Data entries:
────────────────

//! Status store trait definition
//!
//! This module defines the `StatusStore` trait that every inventory
//! backend implements. The poller and the on-demand triggers only read
//! targets and write `{status, message}` pairs through it; the CRUD methods
//! serve the REST API and imports.

use std::collections::HashMap;

use async_trait::async_trait;

use super::error::StorageResult;
use crate::models::{
    Application, ApplicationId, ApplicationMembers, ApplicationStatus, NewApplication, NewServer,
    Server, ServerId, ServerStatus, ServerTarget,
};

/// Health status of the storage backend
#[derive(Debug, Clone)]
pub struct HealthStatus {
    /// Is the backend operational?
    pub healthy: bool,

    /// Human-readable status message
    pub message: String,

    /// Additional backend-specific metadata
    pub metadata: HashMap<String, String>,
}

/// Persistent record of servers and applications
///
/// ## Concurrency
///
/// Implementations are shared between the poller and API handlers, so they
/// must be `Send + Sync`. Every write is its own unit of work; a failure in
/// one write never rolls back another.
///
/// ## Vanished rows
///
/// Status writes against an id that no longer exists are not errors. They
/// report `0` affected rows, which lets a probe of a server deleted
/// mid-cycle finish quietly.
#[async_trait]
pub trait StatusStore: Send + Sync {
    // ========================================================================
    // Poller contract
    // ========================================================================

    /// Everything needed to probe every server, ordered by id
    async fn list_servers(&self) -> StorageResult<Vec<ServerTarget>>;

    /// Every application with the current statuses of its member servers
    ///
    /// Applications without members are included with an empty status list.
    async fn list_applications_with_member_statuses(&self)
    -> StorageResult<Vec<ApplicationMembers>>;

    /// Store the latest probe verdict of a server, returns affected rows
    async fn write_server_status(
        &self,
        id: ServerId,
        status: ServerStatus,
        message: &str,
    ) -> StorageResult<u64>;

    /// Store the latest aggregate of an application, returns affected rows
    async fn write_application_status(
        &self,
        id: ApplicationId,
        status: ApplicationStatus,
        message: &str,
    ) -> StorageResult<u64>;

    async fn get_server(&self, id: ServerId) -> StorageResult<Option<Server>>;

    /// Servers assigned to an application, ordered by id
    async fn get_application_members(&self, id: ApplicationId) -> StorageResult<Vec<Server>>;

    // ========================================================================
    // Inventory CRUD
    // ========================================================================

    /// Full server records, ordered by id
    async fn list_all_servers(&self) -> StorageResult<Vec<Server>>;

    /// Insert a server with status `unknown`
    ///
    /// Fails with `InvalidReference` if `application_id` names a missing
    /// application.
    async fn create_server(&self, server: NewServer) -> StorageResult<Server>;

    /// Replace the inventory fields of a server, keeping its status
    ///
    /// Returns `None` if the server does not exist.
    async fn update_server(&self, id: ServerId, server: NewServer)
    -> StorageResult<Option<Server>>;

    /// Returns `false` if the server did not exist
    async fn delete_server(&self, id: ServerId) -> StorageResult<bool>;

    async fn get_application(&self, id: ApplicationId) -> StorageResult<Option<Application>>;

    async fn list_applications(&self) -> StorageResult<Vec<Application>>;

    /// Insert an application with status `unknown`
    async fn create_application(&self, application: NewApplication)
    -> StorageResult<Application>;

    async fn update_application(
        &self,
        id: ApplicationId,
        application: NewApplication,
    ) -> StorageResult<Option<Application>>;

    /// Delete an application and unassign its servers
    ///
    /// Member servers are kept with `application_id` cleared.
    async fn delete_application(&self, id: ApplicationId) -> StorageResult<bool>;

    /// Check backend health
    async fn health_check(&self) -> StorageResult<HealthStatus>;
}
//! Scheduler actor driving real cycles

use std::sync::Arc;
use std::sync::atomic::Ordering;
use std::time::Duration;

use server_inventory::{
    ServerStatus, StatusEngine,
    actors::{CycleEvent, SchedulerHandle},
    storage::{MemoryStore, StatusStore},
};
use tokio::sync::broadcast;

use crate::helpers::*;

async fn next_event(events: &mut broadcast::Receiver<CycleEvent>) -> CycleEvent {
    tokio::time::timeout(Duration::from_secs(5), events.recv())
        .await
        .expect("no cycle within 5s")
        .unwrap()
}

#[tokio::test]
async fn test_scheduler_repeats_cycles() {
    let (store, engine) = memory_engine();
    let server = store
        .create_server(create_test_server("web", ONLINE_PORT, None))
        .await
        .unwrap();

    let (event_tx, mut events) = broadcast::channel(16);
    let scheduler = SchedulerHandle::spawn(engine, Duration::from_secs(1), event_tx);

    let first = next_event(&mut events).await;
    let second = next_event(&mut events).await;

    assert_eq!(first.cycle, 1);
    assert_eq!(second.cycle, 2);
    assert!(second.report.started_at >= first.report.finished_at);

    let server = store.get_server(server.id).await.unwrap().unwrap();
    assert_eq!(server.status, ServerStatus::Online);

    scheduler.shutdown().await.unwrap();
}

#[tokio::test]
async fn test_scheduler_survives_panicking_check() {
    let (store, engine) = memory_engine();
    store
        .create_server(create_test_server("broken", PANIC_PORT, None))
        .await
        .unwrap();

    let (event_tx, mut events) = broadcast::channel(16);
    let scheduler = SchedulerHandle::spawn(engine, Duration::from_secs(1), event_tx);

    let first = next_event(&mut events).await;
    assert_eq!(first.report.failures, 1);
    assert_eq!(first.report.count_servers(ServerStatus::Error), 1);

    // still alive and answering commands
    let report = scheduler.run_now().await.unwrap();
    assert_eq!(report.failures, 1);

    scheduler.shutdown().await.unwrap();
}

#[tokio::test]
async fn test_run_now_is_recorded_as_last_cycle() {
    let store = Arc::new(MemoryStore::new());
    let engine = Arc::new(StatusEngine::new(store.clone(), Arc::new(StubProber), 4));
    let (event_tx, _events) = broadcast::channel(16);
    let scheduler = SchedulerHandle::spawn(engine, Duration::from_secs(3600), event_tx);

    store
        .create_server(create_test_server("late", ONLINE_PORT, None))
        .await
        .unwrap();
    let report = scheduler.run_now().await.unwrap();
    assert_eq!(report.count_servers(ServerStatus::Online), 1);

    let last = scheduler.last_cycle().await.unwrap().unwrap();
    assert_eq!(last.servers.len(), 1);

    scheduler.shutdown().await.unwrap();
}

#[tokio::test]
async fn test_scheduler_pauses_full_interval_after_slow_cycle() {
    let store = Arc::new(MemoryStore::new());
    let checker = Arc::new(SlowChecker(Duration::from_millis(1500)));
    let engine = Arc::new(StatusEngine::new(store.clone(), checker, 4));
    store
        .create_server(create_test_server("slow", ONLINE_PORT, None))
        .await
        .unwrap();

    let (event_tx, mut events) = broadcast::channel(16);
    let scheduler = SchedulerHandle::spawn(engine, Duration::from_secs(1), event_tx);

    let first = next_event(&mut events).await;
    let second = next_event(&mut events).await;

    // each cycle outlasts the interval, the next one still waits a full second
    let pause = second.report.started_at - first.report.finished_at;
    assert!(
        pause.num_milliseconds() >= 900,
        "next cycle started {}ms after the previous one finished",
        pause.num_milliseconds()
    );

    scheduler.shutdown().await.unwrap();
}

#[tokio::test]
async fn test_run_now_restarts_the_interval() {
    let (store, engine) = memory_engine();
    store
        .create_server(create_test_server("web", ONLINE_PORT, None))
        .await
        .unwrap();

    let (event_tx, mut events) = broadcast::channel(16);
    let scheduler = SchedulerHandle::spawn(engine, Duration::from_secs(2), event_tx);

    next_event(&mut events).await;
    tokio::time::sleep(Duration::from_millis(1500)).await;
    let manual = scheduler.run_now().await.unwrap();
    // the manual cycle is broadcast too
    next_event(&mut events).await;

    let scheduled = next_event(&mut events).await;
    let pause = scheduled.report.started_at - manual.finished_at;
    assert!(
        pause.num_milliseconds() >= 1800,
        "scheduled cycle started {}ms after the manual one",
        pause.num_milliseconds()
    );

    scheduler.shutdown().await.unwrap();
}

#[tokio::test]
async fn test_scheduler_keeps_running_after_storage_failure() {
    let store = Arc::new(FailingStore::failing_listings(1));
    let engine = Arc::new(StatusEngine::new(store.clone(), Arc::new(StubProber), 4));
    let server = store
        .create_server(create_test_server("web", ONLINE_PORT, None))
        .await
        .unwrap();

    let (event_tx, mut events) = broadcast::channel(16);
    let scheduler = SchedulerHandle::spawn(engine, Duration::from_secs(1), event_tx);

    // the failed first cycle is not counted or broadcast
    let event = next_event(&mut events).await;
    assert_eq!(event.cycle, 1);
    assert_eq!(event.report.count_servers(ServerStatus::Online), 1);
    assert_eq!(store.failing_listings.load(Ordering::SeqCst), 0);

    let server = store.get_server(server.id).await.unwrap().unwrap();
    assert_eq!(server.status, ServerStatus::Online);

    scheduler.shutdown().await.unwrap();
}
//! Health check endpoint

use axum::{Json, extract::State};

use crate::api::{
    state::ApiState,
    types::{HealthResponse, StorageHealth},
};

/// GET /api/v1/health
///
/// Always answers; a failing store is reported as `degraded`
pub async fn health_check(State(state): State<ApiState>) -> Json<HealthResponse> {
    let storage = match state.store.health_check().await {
        Ok(health) => StorageHealth {
            healthy: health.healthy,
            message: health.message,
            metadata: health.metadata,
        },
        Err(e) => StorageHealth {
            healthy: false,
            message: e.to_string(),
            metadata: Default::default(),
        },
    };

    let status = if storage.healthy { "ok" } else { "degraded" };

    Json(HealthResponse {
        status: status.to_string(),
        timestamp: chrono::Utc::now().to_rfc3339(),
        storage,
    })
}
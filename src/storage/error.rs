//! Error types for storage operations

use std::fmt;

/// Result type alias for storage operations
pub type StorageResult<T> = Result<T, StorageError>;

/// Errors that can occur during storage operations
#[derive(Debug)]
pub enum StorageError {
    /// Database connection failed
    ConnectionFailed(String),

    /// Database query failed
    QueryFailed(String),

    /// Migration failed
    MigrationFailed(String),

    /// A server referenced an application that does not exist
    InvalidReference(String),

    /// A stored value could not be decoded
    CorruptRow(String),

    /// I/O error (file access, etc.)
    IoError(std::io::Error),
}

impl fmt::Display for StorageError {
    fn fmt(&self, f: &mut fmt::Formatter<'_>) -> fmt::Result {
        match self {
            StorageError::ConnectionFailed(msg) => {
                write!(f, "failed to connect to storage backend: {}", msg)
            }
            StorageError::QueryFailed(msg) => write!(f, "storage query failed: {}", msg),
            StorageError::MigrationFailed(msg) => write!(f, "database migration failed: {}", msg),
            StorageError::InvalidReference(msg) => write!(f, "invalid reference: {}", msg),
            StorageError::CorruptRow(msg) => write!(f, "corrupt row: {}", msg),
            StorageError::IoError(err) => write!(f, "I/O error: {}", err),
        }
    }
}

impl std::error::Error for StorageError {
    fn source(&self) -> Option<&(dyn std::error::Error + 'static)> {
        match self {
            StorageError::IoError(err) => Some(err),
            _ => None,
        }
    }
}

impl From<std::io::Error> for StorageError {
    fn from(err: std::io::Error) -> Self {
        StorageError::IoError(err)
    }
}

#[cfg(feature = "storage-sqlite")]
impl From<sqlx::Error> for StorageError {
    fn from(err: sqlx::Error) -> Self {
        match err {
            sqlx::Error::Io(io_err) => StorageError::IoError(io_err),
            sqlx::Error::RowNotFound => StorageError::QueryFailed("no rows found".to_string()),
            sqlx::Error::Database(db_err) if db_err.is_foreign_key_violation() => {
                StorageError::InvalidReference(db_err.to_string())
            }
            sqlx::Error::PoolTimedOut | sqlx::Error::PoolClosed => {
                StorageError::ConnectionFailed(err.to_string())
            }
            _ => StorageError::QueryFailed(err.to_string()),
        }
    }
}

#[cfg(feature = "storage-sqlite")]
impl From<sqlx::migrate::MigrateError> for StorageError {
    fn from(err: sqlx::migrate::MigrateError) -> Self {
        StorageError::MigrationFailed(err.to_string())
    }
}
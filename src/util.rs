use std::net::{Ipv4Addr, SocketAddr};
use std::path::PathBuf;

const API_ADDR: &str = "INVENTORY_API_ADDR";

const DEFAULT_API_ADDR: SocketAddr =
    SocketAddr::new(std::net::IpAddr::V4(Ipv4Addr::new(0, 0, 0, 0)), 3000);

pub fn get_api_addr() -> SocketAddr {
    let addr_from_env = std::env::var(API_ADDR);
    addr_from_env.map_or(DEFAULT_API_ADDR, |res| res.parse().unwrap_or(DEFAULT_API_ADDR))
}

const DB_PATH: &str = "INVENTORY_DB_PATH";

const DEFAULT_DB_PATH: &str = "./servers.db";

pub fn get_db_path() -> PathBuf {
    let path_from_env = std::env::var(DB_PATH);
    PathBuf::from(path_from_env.unwrap_or_else(|_| DEFAULT_DB_PATH.to_string()))
}
//! End-to-end cycles against real sockets
//!
//! HTTP targets are served by wiremock, TCP targets by a local listener.

use std::sync::Arc;
use std::time::{Duration, Instant};

use pretty_assertions::assert_eq;
use server_inventory::{
    ApplicationStatus, ServerKind, ServerStatus, StatusEngine,
    config::PingPolicy,
    models::NewServer,
    monitors::NetworkProber,
    storage::{MemoryStore, StatusStore},
};
use tokio::net::TcpListener;
use wiremock::matchers::method;
use wiremock::{Mock, MockServer, ResponseTemplate};

use crate::helpers::*;

fn server(
    name: &str,
    hostname: &str,
    port: i64,
    kind: ServerKind,
    app: Option<i64>,
) -> NewServer {
    NewServer {
        name: name.to_string(),
        hostname: hostname.to_string(),
        port,
        kind,
        owner_name: None,
        application_id: app,
    }
}

fn network_engine(store: Arc<MemoryStore>) -> StatusEngine {
    let prober = NetworkProber::new(Duration::from_secs(2), PingPolicy::Disabled).unwrap();
    StatusEngine::new(store, Arc::new(prober), 8)
}

#[tokio::test]
async fn test_mixed_inventory_cycle() {
    let mock_server = MockServer::start().await;
    Mock::given(method("GET"))
        .respond_with(ResponseTemplate::new(200))
        .mount(&mock_server)
        .await;
    let http_port = i64::from(mock_server.address().port());

    let listener = TcpListener::bind("127.0.0.1:0").await.unwrap();
    let tcp_port = i64::from(listener.local_addr().unwrap().port());
    let closed = i64::from(closed_port().await);

    let store = Arc::new(MemoryStore::new());
    let app = store
        .create_application(create_test_application("shop"))
        .await
        .unwrap();

    let web = store
        .create_server(server(
            "web",
            "127.0.0.1",
            http_port,
            ServerKind::from_label("web"),
            Some(app.id),
        ))
        .await
        .unwrap();
    let db = store
        .create_server(server(
            "db",
            "127.0.0.1",
            tcp_port,
            ServerKind::from_label("postgres"),
            Some(app.id),
        ))
        .await
        .unwrap();
    let cache = store
        .create_server(server(
            "cache",
            "127.0.0.1",
            closed,
            ServerKind::Tcp,
            Some(app.id),
        ))
        .await
        .unwrap();
    let bogus = store
        .create_server(server(
            "bogus",
            "127.0.0.1",
            70000,
            ServerKind::Tcp,
            None,
        ))
        .await
        .unwrap();

    let report = network_engine(store.clone()).run_cycle().await.unwrap();
    assert_eq!(report.failures, 0);

    let web = store.get_server(web.id).await.unwrap().unwrap();
    assert_eq!(web.status, ServerStatus::Online);
    assert_eq!(web.message, "http check returned status 200");

    let db = store.get_server(db.id).await.unwrap().unwrap();
    assert_eq!(db.status, ServerStatus::Online);
    assert_eq!(db.message, format!("tcp connection successful on port {tcp_port}"));
    assert_eq!(db.kind.label(), "postgres");

    let cache = store.get_server(cache.id).await.unwrap().unwrap();
    assert_eq!(cache.status, ServerStatus::Offline);

    let bogus = store.get_server(bogus.id).await.unwrap().unwrap();
    assert_eq!(bogus.status, ServerStatus::Offline);
    assert_eq!(bogus.message, "invalid hostname or port");

    let app = store.get_application(app.id).await.unwrap().unwrap();
    assert_eq!(app.status, ApplicationStatus::Partial);
    assert_eq!(app.message, "2/3 servers online");
}

#[tokio::test]
async fn test_unresolvable_host_is_offline_within_timeout() {
    let store = Arc::new(MemoryStore::new());
    let ghost = store
        .create_server(server(
            "ghost",
            "no-such-host.invalid",
            80,
            ServerKind::Tcp,
            None,
        ))
        .await
        .unwrap();
    let engine = network_engine(store.clone());

    let started = Instant::now();
    let check = engine.test_one_server(ghost.id).await.unwrap();

    // resolution is bounded by the 2s probe timeout
    assert!(started.elapsed() < Duration::from_secs(5));
    assert_eq!(check.status, ServerStatus::Offline);
    assert!(check.persisted);

    let ghost = store.get_server(ghost.id).await.unwrap().unwrap();
    assert_eq!(ghost.status, ServerStatus::Offline);
    assert!(
        ghost.message.contains("no-such-host.invalid"),
        "unexpected message: {}",
        ghost.message
    );
}
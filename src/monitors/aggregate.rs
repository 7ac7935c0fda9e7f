use crate::models::{ApplicationStatus, ServerStatus};

/// Derived status of an application plus a human-readable explanation
#[derive(Debug, Clone, PartialEq, Eq)]
pub struct Aggregate {
    pub status: ApplicationStatus,
    pub message: String,
}

impl Aggregate {
    /// Roll member server statuses up into an application status.
    ///
    /// Rules, in order: no members is `unknown`, all online is `online`, all
    /// offline is `offline`, anything else is `partial`. Only `online` members
    /// count toward the numerator of the partial message; `error` and
    /// `unknown` members still count toward the total.
    pub fn evaluate(statuses: &[ServerStatus]) -> Aggregate {
        if statuses.is_empty() {
            return Aggregate {
                status: ApplicationStatus::Unknown,
                message: "no servers associated".to_string(),
            };
        }

        let total = statuses.len();
        let online = statuses
            .iter()
            .filter(|status| **status == ServerStatus::Online)
            .count();

        if online == total {
            return Aggregate {
                status: ApplicationStatus::Online,
                message: "all servers online".to_string(),
            };
        }

        if statuses.iter().all(|status| *status == ServerStatus::Offline) {
            return Aggregate {
                status: ApplicationStatus::Offline,
                message: "all servers offline".to_string(),
            };
        }

        Aggregate {
            status: ApplicationStatus::Partial,
            message: format!("{online}/{total} servers online"),
        }
    }
}
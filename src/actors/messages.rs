//! Message types for the scheduler actor
//!
//! 1. **Commands**: request/response messages sent to the scheduler via mpsc
//! 2. **Events**: cycle summaries published on a broadcast channel

use std::sync::Arc;

use tokio::sync::oneshot;

use crate::engine::CycleReport;

/// Event published after every completed cycle
///
/// Subscribers that lag behind simply miss summaries; the next cycle
/// carries the full picture again.
#[derive(Debug, Clone)]
pub struct CycleEvent {
    /// Sequence number of the cycle, starting at 1
    pub cycle: u64,

    pub report: Arc<CycleReport>,
}

/// Commands that can be sent to a SchedulerActor
#[derive(Debug)]
pub enum SchedulerCommand {
    /// Run a cycle right away, without waiting for the next tick
    RunNow {
        respond_to: oneshot::Sender<anyhow::Result<Arc<CycleReport>>>,
    },

    /// Report of the most recently completed cycle, if any
    LastCycle {
        respond_to: oneshot::Sender<Option<Arc<CycleReport>>>,
    },

    /// Stop after the in-flight cycle, if any, has finished
    Shutdown,
}
//! Whole-inventory test trigger

use axum::{Json, extract::State};

use crate::api::{error::ApiResult, state::ApiState, types::TestAllResponse};

/// POST /api/v1/test
///
/// Runs a full cycle. When the scheduler is running the cycle goes through
/// it, so it never overlaps a scheduled one and shows up in `/stats`.
pub async fn test_all(State(state): State<ApiState>) -> ApiResult<Json<TestAllResponse>> {
    let response = match &state.scheduler {
        Some(scheduler) => {
            let report = scheduler.run_now().await?;
            TestAllResponse::from(report.as_ref())
        }
        None => {
            let report = state.engine.test_all().await?;
            TestAllResponse::from(&report)
        }
    };

    Ok(Json(response))
}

────────────────

The answer must consist of every line from the entries above that contains "bogus".

**Written answer**
    let bogus = store
            "bogus",
    let bogus = store.get_server(bogus.id).await.unwrap().unwrap();
    assert_eq!(bogus.status, ServerStatus::Offline);
    assert_eq!(bogus.message, "invalid hostname or port");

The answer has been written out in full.